孕烷X受体/NF-κB信号通路在美沙拉嗪改善大鼠溃疡性结肠炎中的作用

目的研究孕烷X受体/NF-κB(PXR/NF-κB)信号通路在美沙拉嗪(Mes)干预溃疡性结肠炎(UC)大鼠中的作用。方法SPF级雄性SD大鼠一次性结肠灌注2,4,6-三硝基苯磺酸(TNBS)每只0.8 mL,连续4 d。每天观察各组大鼠体质量,粪便性状,计算病变活动指数(DAI),DAI为正常组的2倍以上,则为造模成功。模型大鼠按照分组每天分别ig给予Mes 300 mg·kg^-1(模型+Mes组)、利福平(Rif)50 mg·kg^-1+Mes组(模型+Mes+Rif组)和酮康唑(Ket)35 mg·kg^-1+Mes组(模型+Mes+Ket组),均先给Rif和Ket、给药4 d后给予Mes,连续7 d。HE染色观察结肠病理改变;ELISA法测定血浆肿瘤坏死因子α(TNF-α)、γ干扰素(IFN-γ)、白细胞介素4(IL-4)和IL-13含量;比色法检测结肠髓过氧化物酶(MPO)活性;实时PCR和Western印迹法检测结肠PXR,NF-κB,NF-κB p65和κB抑制因子α(IκB-α)蛋白和mRNA水平。结果模型组大鼠体质量明显下降,并伴有稀便和血便的症状。与UC模型组相比,模型+Mes组大鼠体质量明显升高(P<0.05),HE染色见结肠组织病变程度减轻;血浆TNF-α与IFN-γ含量、结肠组织中MPO活性、NF-κB mRNA及p-P65蛋白水平显著降低(P<0.05),而血浆IL-4和IL-13含量及结肠组织Pxr,NF-κB p65和IκB-αmRNA水平均显著升高(P<0.05)。与模型+Mes组相比,模型+Mes+Rif组结肠组织Pxr和NF-κB通路相关靶基因表达水平差异无统计学意义,而模型+Mes+Ket组结肠中Pxr和IκB-αmRNA水平显著下降(P<0.05)。结论Mes对UC的治疗效果很可能与激活PXR/NF-κB信号通路有关。

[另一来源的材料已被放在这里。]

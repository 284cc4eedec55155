//! Credential and one-time-code checks
//!
//! The portal has no identity service; [`DemoAuthenticator`] accepts a single
//! hard-coded account and passcode so the login flow can be exercised end to end.

use std::collections::HashMap;
use std::fmt;
use std::sync::Mutex;

use crate::error::AuthError;
use crate::models::new_id;

/// Demo account email
pub const DEMO_EMAIL: &str = "abc234@gmail.com";
/// Demo account phone number
pub const DEMO_PHONE: &str = "+1234567890";
/// Demo account password
pub const DEMO_PASSWORD: &str = "12345";
/// The only one-time code the demo authenticator accepts
pub const DEMO_OTP: &str = "123456";
/// uid stored for every demo login
pub const DEMO_UID: &str = "demo-user-123";

/// What the user signs in with
#[derive(Debug, Clone, PartialEq, Eq, Hash)]
pub enum Identity {
    Email(String),
    Phone(String),
}

impl Identity {
    pub fn value(&self) -> &str {
        match self {
            Identity::Email(v) | Identity::Phone(v) => v,
        }
    }

    pub fn is_empty(&self) -> bool {
        self.value().is_empty()
    }

    /// Human label for the channel, as used in form messages
    pub fn channel_label(&self) -> &'static str {
        match self {
            Identity::Email(_) => "email",
            Identity::Phone(_) => "phone number",
        }
    }
}

impl fmt::Display for Identity {
    fn fmt(&self, f: &mut fmt::Formatter<'_>) -> fmt::Result {
        write!(f, "{}", self.value())
    }
}

/// Handle for an outstanding one-time-code challenge
#[derive(Debug, Clone, PartialEq, Eq, Hash)]
pub struct ChallengeId(pub String);

/// Proof that a challenge was answered
#[derive(Debug, Clone, PartialEq, Eq)]
pub struct SessionToken {
    pub uid: String,
    pub identity: Identity,
    pub token: String,
}

/// Identity service the login and registration flows talk to
pub trait Authenticator {
    /// Checks a password for `identity`
    fn authenticate(&self, identity: &Identity, password: &str) -> Result<(), AuthError>;

    /// Sends a one-time code to `identity`
    fn request_code(&self, identity: &Identity) -> Result<ChallengeId, AuthError>;

    /// Exchanges a code for a session token; a challenge can only be redeemed once
    fn verify_code(&self, challenge: &ChallengeId, code: &str) -> Result<SessionToken, AuthError>;

    /// Text shown after a code was sent
    fn code_sent_message(&self) -> String {
        "OTP sent successfully!".to_string()
    }

    /// Which values the user should type, when the service can say
    fn credentials_hint(&self, _identity: &Identity) -> Option<String> {
        None
    }
}

/// Accepts only the demo account and the demo passcode
#[derive(Default)]
pub struct DemoAuthenticator {
    challenges: Mutex<HashMap<ChallengeId, Identity>>,
}

impl DemoAuthenticator {
    pub fn new() -> Self {
        Self::default()
    }

    fn expected(identity: &Identity) -> &'static str {
        match identity {
            Identity::Email(_) => DEMO_EMAIL,
            Identity::Phone(_) => DEMO_PHONE,
        }
    }

    fn with_challenges<T>(
        &self,
        f: impl FnOnce(&mut HashMap<ChallengeId, Identity>) -> T,
    ) -> Result<T, AuthError> {
        let mut challenges = self
            .challenges
            .lock()
            .map_err(|_| AuthError::UnknownChallenge)?;
        Ok(f(&mut challenges))
    }
}

impl Authenticator for DemoAuthenticator {
    fn authenticate(&self, identity: &Identity, password: &str) -> Result<(), AuthError> {
        if identity.value() != Self::expected(identity) || password != DEMO_PASSWORD {
            return Err(AuthError::InvalidCredentials(format!(
                "Invalid credentials. Use {} and password {}",
                Self::expected(identity),
                DEMO_PASSWORD
            )));
        }
        Ok(())
    }

    fn request_code(&self, identity: &Identity) -> Result<ChallengeId, AuthError> {
        let challenge = ChallengeId(new_id());
        self.with_challenges(|c| c.insert(challenge.clone(), identity.clone()))?;
        Ok(challenge)
    }

    fn verify_code(&self, challenge: &ChallengeId, code: &str) -> Result<SessionToken, AuthError> {
        let identity = self
            .with_challenges(|c| c.get(challenge).cloned())?
            .ok_or(AuthError::UnknownChallenge)?;

        if code != DEMO_OTP {
            return Err(AuthError::InvalidCode(format!("Invalid OTP. Use {}", DEMO_OTP)));
        }

        self.with_challenges(|c| c.remove(challenge))?;
        Ok(SessionToken {
            uid: DEMO_UID.to_string(),
            identity,
            token: new_id(),
        })
    }

    fn code_sent_message(&self) -> String {
        format!("OTP sent successfully! Use {}", DEMO_OTP)
    }

    fn credentials_hint(&self, identity: &Identity) -> Option<String> {
        Some(format!("{} and password {}", Self::expected(identity), DEMO_PASSWORD))
    }
}

#[cfg(test)]
mod tests {
    use super::*;

    #[test]
    fn test_demo_credentials() {
        let auth = DemoAuthenticator::new();
        assert!(auth
            .authenticate(&Identity::Email(DEMO_EMAIL.into()), DEMO_PASSWORD)
            .is_ok());
        assert!(auth
            .authenticate(&Identity::Phone(DEMO_PHONE.into()), DEMO_PASSWORD)
            .is_ok());

        let err = auth
            .authenticate(&Identity::Email("x@y.z".into()), DEMO_PASSWORD)
            .unwrap_err();
        assert_eq!(
            err.to_string(),
            "Invalid credentials. Use abc234@gmail.com and password 12345"
        );

        // An email value does not pass on the phone channel
        assert!(auth
            .authenticate(&Identity::Phone(DEMO_EMAIL.into()), DEMO_PASSWORD)
            .is_err());
    }

    #[test]
    fn test_challenge_is_single_use() {
        let auth = DemoAuthenticator::new();
        let identity = Identity::Email(DEMO_EMAIL.into());
        let challenge = auth.request_code(&identity).unwrap();

        let err = auth.verify_code(&challenge, "000000").unwrap_err();
        assert_eq!(err.to_string(), "Invalid OTP. Use 123456");

        // A wrong code does not burn the challenge
        let token = auth.verify_code(&challenge, DEMO_OTP).unwrap();
        assert_eq!(token.uid, DEMO_UID);
        assert_eq!(token.identity, identity);

        assert_eq!(
            auth.verify_code(&challenge, DEMO_OTP).unwrap_err(),
            AuthError::UnknownChallenge
        );
    }
}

Role pregnane X receptor/NF-κB signaling pathway in improving ulcerative colitis in rats by mesalazine

OBJECTIVE To investigate the role of pregnane X receptor/NF-κB(PXR/NF-κB)signaling pathway in the intervention of rats with ulcerative colitis(UC)exercised by mesalazine(Mes).METHODS SPF male SD rats were induced by rectal adminitration of 2,4,6-trinitrobenzenesulfonic acid(TNBS)0.8 mL perrat colon once for 4 d.The body mass and fecal characteristics of rats in each group were observed daily for 4 consecutive days.A disease activity index(DAI)that was more than twice that of the normal group meant,the success of the model establishment.The model rats were given Mes 300 mg·kg^-1·d^-1(Mes group),rifampicin 50 mg·kg^-1·d^-1+Mes group(Rif+Mes group)and ketoconazole 35 mg·kg^-1·d^-1+Mes group(Ket+Mes group)respectively.Rif and Ket were given for 4 d before Mes was given for 7 d.HE staining was used to observe the pathological changes in the colon.The levels of plasma tumor necrosis factor-alpha(TNF-α),interferon gamma(IFN-γ),interleukin-4(IL-4)and interleukin-13(IL-13)were measured by ELISA.The activity of colon myeloperoxidase(MPO)was detected by colorimetry;while real-time PCR and Western blotting were used to detect PXR and NF-κB,NF-κB p65 and NF-κB inhibitorα(IκB-α)protein and mRNA levels in the colon.RESULTS The body mass of the model group was significantly decreased with the symptoms of sparse stool and bloody stool.Compared with UC model group,the body mass of model+Mes group increased significantly(P<0.05).HE staining showed that the activity of colonic pathological changes was reduced.The levels of plasma TNF-α and IFN-γ,colon MPO activity,NF-κB mRNA and p-P65 protein in colonic tissue were significantly decreased(P<0.05),while the levels of plasma IL-4 and IL-13,Pxr,NF-κB p65 and IκB-αprotein in colonic tissue were significantly increased(P<0.05).Compared with model+Mes group,the expressions of Pxr and NF-κB pathway related target genes in model+Mes+Rif group were not statistically significant,while the expressions of Pxr and IκB-αin model+Mes+Ket group decreased significantly(P<0.05).CONCLUSION The therapeutic effect of Mes against UC may be related to the activation of PXR/NF-κB signaling pathway.